PITTSFIELD — On Jan. 20, 2021, Joseph R. Biden Jr. took the oath of office and was officially sworn in as America’s 46th president. Wasting no time, on day one, he took action to undo what he described as over a dozen of former President Donald Trump’s most harmful policies, which included rejoining the Paris Climate Agreement, rejoining the World Health Organization, preserving DACA, and putting in place a 100-day mask mandate on federal lands.

In his inaugural address, he also minced no words in admitting the deep challenges the nation faces, including attacks on democracy and truth, COVID-19, growing inequity, systemic racism, climate change and restoring America’s place in the world. He called on the nation to give their best to the country, to come together to craft a story “that tells ages yet to come that we answered the call of history. We met the moment. That democracy and hope, truth and justice did not die on our watch but thrived. That our America secured liberty at home and stood once again as a beacon to the world.”

He spoke of legacy in a way that I’ve seen few politicians do, acknowledging that we need to not only preserve the planet for future generations, but we must act as caretakers of a democracy that we’ve realized is all too fragile during Donald Trump’s four years in office.

“If we do this, then when our days are through our children and our children’s children will say of us ‘they gave their best,’” Biden said.

For many, Jan. 20 was a sigh of relief, especially as only 14 days prior, then-President Trump inspired an insurrection at the nation’s Capitol — his “American carnage” he outlined in his own inaugural address in January 2017 realized. I couldn’t help but think of CNN’s Van Jones’ emotional remarks on Nov. 7, 2020, when it became apparent Biden had won during Biden’s inaugural address:

“It’s easier to be a parent this morning. It’s easier to be a dad. It’s easier to tell your kids that character matters. Telling the truth matters. Being a good person matters. ...

“The character of the country matters, and being a good man matters. I just want my sons to look at this — it’s easy to do it the cheap way and get away with stuff. But it comes back around.”

We now have a president that won’t politicize mask-wearing, and who doesn’t view the press as the enemy of the people. A president who won’t inspire violence, terror and hate, but push for unity and understanding.

When Trump was inaugurated, I was the editor-in-chief of my college’s newspaper, and virtually every week, there was some kind of protest against the president’s actions on campus, and that era of protest extended into all four of his years as president. It still hasn’t registered to me that people no longer have to constantly protest the president to do the bare minimum toward preserving and respecting human rights, and that we now have a president who doesn’t describe racists as “very fine people.”

What becomes of Trump’s legacy is yet to be seen, but even a successful and efficient Biden administration won’t erase the stain the Trump administration left on this country, and the emboldened racism and extremism of the far right might plague the nation for years to come. And we will have to grapple with the fact that 75 million Americans voted for Trump last November, but we must also not forget that 81 million Americans voted him out, and while our democratic institutions were challenged, they persevered through Trump’s four-year stress test.

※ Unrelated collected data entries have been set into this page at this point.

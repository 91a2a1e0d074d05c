//! Daylight arc with the sun's current position

use ratatui::{
    buffer::Buffer,
    layout::Rect,
    style::{Color, Style},
    widgets::Widget,
};

use crate::sun::{arc_point, ArcPoint};

/// Vertical extent of the arc in canvas units (vertex to end points)
const ARC_TOP: f64 = 10.0;
const ARC_BOTTOM: f64 = 91.0;

const PATH_CHAR: char = '·';
const SUN_CHAR: char = '●';

/// Draws the sun's path across the area and marks the current position
pub struct SunArc {
    /// Daylight progress in [0, 1]
    fraction: f64,
    path_style: Style,
    sun_style: Style,
}

impl SunArc {
    pub fn new(fraction: f64) -> Self {
        Self {
            fraction,
            path_style: Style::default().fg(Color::DarkGray),
            sun_style: Style::default().fg(Color::Yellow),
        }
    }

    pub fn path_style(mut self, style: Style) -> Self {
        self.path_style = style;
        self
    }

    /// Maps a canvas point onto a cell of `area`
    fn to_cell(point: ArcPoint, area: Rect) -> (u16, u16) {
        let last_column = f64::from(area.width.saturating_sub(1));
        let last_row = f64::from(area.height.saturating_sub(1));

        // The arc spans x = 10..190 on the canvas
        let column = ((point.x - 10.0) / 180.0 * last_column).round();
        let row = ((point.y - ARC_TOP) / (ARC_BOTTOM - ARC_TOP) * last_row).round();

        (
            area.x + column.clamp(0.0, last_column) as u16,
            area.y + row.clamp(0.0, last_row) as u16,
        )
    }
}

impl Widget for SunArc {
    fn render(self, area: Rect, buf: &mut Buffer) {
        if area.width < 2 || area.height == 0 {
            return;
        }

        let steps = area.width - 1;
        for step in 0..=steps {
            let point = arc_point(f64::from(step) / f64::from(steps));
            if let Some(cell) = buf.cell_mut(Self::to_cell(point, area)) {
                cell.set_char(PATH_CHAR).set_style(self.path_style);
            }
        }

        if let Some(cell) = buf.cell_mut(Self::to_cell(arc_point(self.fraction), area)) {
            cell.set_char(SUN_CHAR).set_style(self.sun_style);
        }
    }
}

#[cfg(test)]
mod tests {
    use super::*;

    fn sun_cell(fraction: f64, area: Rect) -> (u16, u16) {
        let mut buf = Buffer::empty(area);
        SunArc::new(fraction).render(area, &mut buf);

        (area.top()..area.bottom())
            .flat_map(|y| (area.left()..area.right()).map(move |x| (x, y)))
            .find(|&(x, y)| buf.cell((x, y)).map_or(false, |cell| cell.symbol() == "●"))
            .expect("sun should be drawn")
    }

    #[test]
    fn test_sun_at_noon_is_top_center() {
        let area = Rect::new(0, 0, 21, 5);
        assert_eq!(sun_cell(0.5, area), (10, 0));
    }

    #[test]
    fn test_sun_at_sunrise_and_sunset_sits_on_the_horizon() {
        let area = Rect::new(2, 1, 21, 5);
        assert_eq!(sun_cell(0.0, area), (2, 5));
        assert_eq!(sun_cell(1.0, area), (22, 5));
    }

    #[test]
    fn test_tiny_area_is_skipped() {
        let area = Rect::new(0, 0, 1, 1);
        let mut buf = Buffer::empty(area);
        SunArc::new(0.5).render(area, &mut buf);
        assert_eq!(buf.cell((0, 0)).map(|cell| cell.symbol()), Some(" "));
    }
}
//! Custom widgets for the dashboard

pub mod sparkline;
pub mod sun_arc;

pub use sparkline::TrendSparkline;
pub use sun_arc::SunArc;
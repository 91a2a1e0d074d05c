//! skydash library
//!
//! Weather dashboard core: forecast aggregation, classification tables,
//! fallback simulators and sun position, the API clients, the orchestrating
//! `Dashboard` and the terminal UI on top of it.

pub mod aggregate;
pub mod app;
pub mod classify;
pub mod cli;
pub mod dashboard;
pub mod data;
pub mod demo;
pub mod format;
pub mod logging;
pub mod prefs;
pub mod simulate;
pub mod sun;
pub mod ui;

Perhaps the best thing the Biden administration can give the country is hope — that better days can be ahead; that we can come together and persevere and exit the coronavirus pandemic stronger than when we entered it; that we can actually save this planet from climate change.

I am not a very religious person, but I strongly recognize the power in belief. Throughout its history, America has been able to persevere and accomplish great feats thought previously unobtainable, whether that be preserving democracy for over 200 years, surviving our bloody Civil War and two world wars, dismantling the institution of slavery or putting a man on the moon. It just needs the proper motivation.

Perhaps the most important role of the president is being our motivator-in-chief, as while he doesn’t have unilateral power to fix all our problems, he is in the best position to inspire the nation to give their best and to encourage everyone to work together to accomplish the impossible.

Or, as Sen. Bernie Sanders, whose presence at the inaugural went viral, has often said: “When we stand together, there is nothing we cannot accomplish!”

Mitchell Chapman is an Eagle page designer/copy editor and columnist.